■ **What is needed**: Once you find the line with "async fn stdin_eof_counts_as_quitting()" in the data that follows, repeat it and every line after it exactly, through the line with "drop(input_tx);".

Record extracts Start Marker

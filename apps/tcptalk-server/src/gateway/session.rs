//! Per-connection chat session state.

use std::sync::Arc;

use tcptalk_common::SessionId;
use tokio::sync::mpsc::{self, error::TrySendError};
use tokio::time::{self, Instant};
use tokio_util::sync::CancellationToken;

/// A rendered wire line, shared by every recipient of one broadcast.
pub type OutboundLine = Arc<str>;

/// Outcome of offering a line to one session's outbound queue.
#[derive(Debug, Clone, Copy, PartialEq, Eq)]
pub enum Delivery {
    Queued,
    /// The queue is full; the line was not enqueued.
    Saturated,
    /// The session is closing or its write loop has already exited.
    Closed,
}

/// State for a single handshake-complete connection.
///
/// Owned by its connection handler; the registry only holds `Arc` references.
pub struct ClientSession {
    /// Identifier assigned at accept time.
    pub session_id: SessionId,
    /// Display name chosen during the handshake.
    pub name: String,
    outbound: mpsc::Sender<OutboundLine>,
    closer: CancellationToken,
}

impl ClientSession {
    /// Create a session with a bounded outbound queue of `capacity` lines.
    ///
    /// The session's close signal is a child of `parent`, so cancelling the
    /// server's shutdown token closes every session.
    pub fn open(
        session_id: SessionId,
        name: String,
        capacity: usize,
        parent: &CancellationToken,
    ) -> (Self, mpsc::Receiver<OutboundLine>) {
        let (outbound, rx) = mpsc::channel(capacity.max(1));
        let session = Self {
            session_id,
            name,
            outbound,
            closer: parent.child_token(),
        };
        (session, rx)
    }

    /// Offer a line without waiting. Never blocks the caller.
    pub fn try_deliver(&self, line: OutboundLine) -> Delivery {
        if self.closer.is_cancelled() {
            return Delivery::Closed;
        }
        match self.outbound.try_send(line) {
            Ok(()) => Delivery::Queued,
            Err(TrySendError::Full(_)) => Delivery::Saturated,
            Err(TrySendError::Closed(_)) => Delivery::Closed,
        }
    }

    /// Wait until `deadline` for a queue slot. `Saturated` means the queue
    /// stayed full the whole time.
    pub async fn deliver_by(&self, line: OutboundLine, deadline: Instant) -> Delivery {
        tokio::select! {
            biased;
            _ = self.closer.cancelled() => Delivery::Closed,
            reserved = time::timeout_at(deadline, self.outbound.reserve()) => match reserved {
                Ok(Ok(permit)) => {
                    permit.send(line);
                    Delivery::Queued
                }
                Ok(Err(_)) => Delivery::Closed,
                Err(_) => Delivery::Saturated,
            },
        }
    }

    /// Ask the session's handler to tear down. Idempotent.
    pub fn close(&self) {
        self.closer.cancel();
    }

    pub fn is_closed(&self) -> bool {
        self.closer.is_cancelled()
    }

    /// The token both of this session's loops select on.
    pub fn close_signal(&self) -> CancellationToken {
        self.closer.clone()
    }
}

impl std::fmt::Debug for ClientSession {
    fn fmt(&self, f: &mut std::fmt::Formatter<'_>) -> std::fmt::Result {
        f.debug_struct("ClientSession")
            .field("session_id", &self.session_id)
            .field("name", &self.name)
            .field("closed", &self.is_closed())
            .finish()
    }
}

Record extracts End Marker
Record extracts Start Marker

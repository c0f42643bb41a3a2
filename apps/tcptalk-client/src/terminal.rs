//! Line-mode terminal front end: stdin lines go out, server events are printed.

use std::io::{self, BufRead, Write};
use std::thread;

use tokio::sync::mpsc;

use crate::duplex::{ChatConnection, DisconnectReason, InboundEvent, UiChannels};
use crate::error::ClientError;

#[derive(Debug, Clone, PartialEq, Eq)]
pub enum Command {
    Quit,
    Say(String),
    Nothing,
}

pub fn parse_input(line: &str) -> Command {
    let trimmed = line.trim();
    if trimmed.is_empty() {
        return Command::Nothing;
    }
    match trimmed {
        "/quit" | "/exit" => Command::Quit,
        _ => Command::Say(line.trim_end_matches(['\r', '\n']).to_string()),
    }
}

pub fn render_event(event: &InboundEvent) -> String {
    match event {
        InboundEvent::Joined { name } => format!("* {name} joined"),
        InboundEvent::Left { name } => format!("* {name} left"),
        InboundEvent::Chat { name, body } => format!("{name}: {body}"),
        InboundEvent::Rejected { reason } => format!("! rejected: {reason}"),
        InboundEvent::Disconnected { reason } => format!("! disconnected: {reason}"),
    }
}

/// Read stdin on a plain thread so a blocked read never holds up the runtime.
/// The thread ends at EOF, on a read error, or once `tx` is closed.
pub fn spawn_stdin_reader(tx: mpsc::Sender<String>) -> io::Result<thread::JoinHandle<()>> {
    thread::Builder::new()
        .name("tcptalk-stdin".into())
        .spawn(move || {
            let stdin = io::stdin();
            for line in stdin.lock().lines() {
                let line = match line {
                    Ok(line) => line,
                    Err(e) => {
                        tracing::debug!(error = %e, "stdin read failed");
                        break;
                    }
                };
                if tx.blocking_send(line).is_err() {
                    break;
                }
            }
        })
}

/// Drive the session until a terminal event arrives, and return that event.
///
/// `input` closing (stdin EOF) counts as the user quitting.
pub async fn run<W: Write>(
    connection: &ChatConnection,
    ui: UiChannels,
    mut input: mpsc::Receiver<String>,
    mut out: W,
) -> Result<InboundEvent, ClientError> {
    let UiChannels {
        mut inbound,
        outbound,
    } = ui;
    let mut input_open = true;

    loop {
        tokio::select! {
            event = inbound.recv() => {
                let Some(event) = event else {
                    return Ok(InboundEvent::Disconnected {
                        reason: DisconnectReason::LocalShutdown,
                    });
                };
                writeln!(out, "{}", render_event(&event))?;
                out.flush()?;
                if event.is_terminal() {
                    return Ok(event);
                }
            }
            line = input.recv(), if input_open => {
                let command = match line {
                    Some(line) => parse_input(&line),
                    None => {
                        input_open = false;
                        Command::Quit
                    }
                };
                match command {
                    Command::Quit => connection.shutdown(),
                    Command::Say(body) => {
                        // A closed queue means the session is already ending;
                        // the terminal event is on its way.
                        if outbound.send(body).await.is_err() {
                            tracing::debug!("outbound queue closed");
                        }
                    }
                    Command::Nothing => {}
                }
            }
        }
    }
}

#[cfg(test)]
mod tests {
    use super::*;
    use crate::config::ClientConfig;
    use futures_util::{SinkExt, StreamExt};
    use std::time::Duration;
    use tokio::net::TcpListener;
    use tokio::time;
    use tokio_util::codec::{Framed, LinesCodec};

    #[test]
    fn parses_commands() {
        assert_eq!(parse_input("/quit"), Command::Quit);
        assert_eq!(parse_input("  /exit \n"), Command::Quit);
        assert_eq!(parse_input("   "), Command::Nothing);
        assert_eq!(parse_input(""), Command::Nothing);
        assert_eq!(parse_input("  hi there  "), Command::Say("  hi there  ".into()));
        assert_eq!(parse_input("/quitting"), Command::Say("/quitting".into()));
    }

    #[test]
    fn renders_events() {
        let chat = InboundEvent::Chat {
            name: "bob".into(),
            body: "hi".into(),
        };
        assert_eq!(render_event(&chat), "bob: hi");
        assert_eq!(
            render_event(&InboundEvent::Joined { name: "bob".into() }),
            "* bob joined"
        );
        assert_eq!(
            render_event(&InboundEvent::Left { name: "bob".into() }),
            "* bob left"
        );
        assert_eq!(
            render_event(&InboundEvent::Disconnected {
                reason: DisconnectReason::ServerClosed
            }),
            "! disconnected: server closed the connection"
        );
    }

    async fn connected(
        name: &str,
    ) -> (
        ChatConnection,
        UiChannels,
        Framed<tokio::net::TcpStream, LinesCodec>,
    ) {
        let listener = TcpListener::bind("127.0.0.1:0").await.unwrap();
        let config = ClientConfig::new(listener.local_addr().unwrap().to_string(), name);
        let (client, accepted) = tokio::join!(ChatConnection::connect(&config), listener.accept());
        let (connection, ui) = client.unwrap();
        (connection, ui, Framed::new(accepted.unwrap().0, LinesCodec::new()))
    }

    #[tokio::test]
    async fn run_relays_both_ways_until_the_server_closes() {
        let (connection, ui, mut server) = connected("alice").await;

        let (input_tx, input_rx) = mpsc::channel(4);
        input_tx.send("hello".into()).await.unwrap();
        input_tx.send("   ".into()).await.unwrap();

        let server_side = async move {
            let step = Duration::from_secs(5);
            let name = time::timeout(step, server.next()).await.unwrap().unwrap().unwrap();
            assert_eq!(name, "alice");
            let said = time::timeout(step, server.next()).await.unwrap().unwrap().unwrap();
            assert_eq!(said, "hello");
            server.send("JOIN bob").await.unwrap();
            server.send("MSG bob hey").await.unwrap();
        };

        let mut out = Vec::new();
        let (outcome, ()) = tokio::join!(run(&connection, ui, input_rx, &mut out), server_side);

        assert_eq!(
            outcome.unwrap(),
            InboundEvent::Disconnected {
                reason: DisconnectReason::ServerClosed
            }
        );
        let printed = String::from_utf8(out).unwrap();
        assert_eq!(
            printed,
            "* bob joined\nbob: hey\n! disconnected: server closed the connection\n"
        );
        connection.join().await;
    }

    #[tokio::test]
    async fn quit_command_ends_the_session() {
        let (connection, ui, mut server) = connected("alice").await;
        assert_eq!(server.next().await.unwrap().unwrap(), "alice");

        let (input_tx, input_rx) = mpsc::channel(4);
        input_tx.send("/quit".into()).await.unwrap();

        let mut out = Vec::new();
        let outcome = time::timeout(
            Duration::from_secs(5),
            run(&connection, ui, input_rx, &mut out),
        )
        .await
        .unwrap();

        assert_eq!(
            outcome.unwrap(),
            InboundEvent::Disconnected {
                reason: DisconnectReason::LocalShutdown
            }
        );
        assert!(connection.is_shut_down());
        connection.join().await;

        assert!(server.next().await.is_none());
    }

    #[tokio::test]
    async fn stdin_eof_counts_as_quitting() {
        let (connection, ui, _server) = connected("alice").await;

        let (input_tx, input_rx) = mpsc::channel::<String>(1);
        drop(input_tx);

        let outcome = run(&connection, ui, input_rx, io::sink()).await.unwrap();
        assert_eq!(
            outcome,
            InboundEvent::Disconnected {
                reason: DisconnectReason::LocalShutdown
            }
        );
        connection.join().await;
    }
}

Record extracts End Marker

■ **Result**:
    async fn stdin_eof_counts_as_quitting() {
        let (connection, ui, _server) = connected("alice").await;

        let (input_tx, input_rx) = mpsc::channel::<String>(1);
        drop(input_tx);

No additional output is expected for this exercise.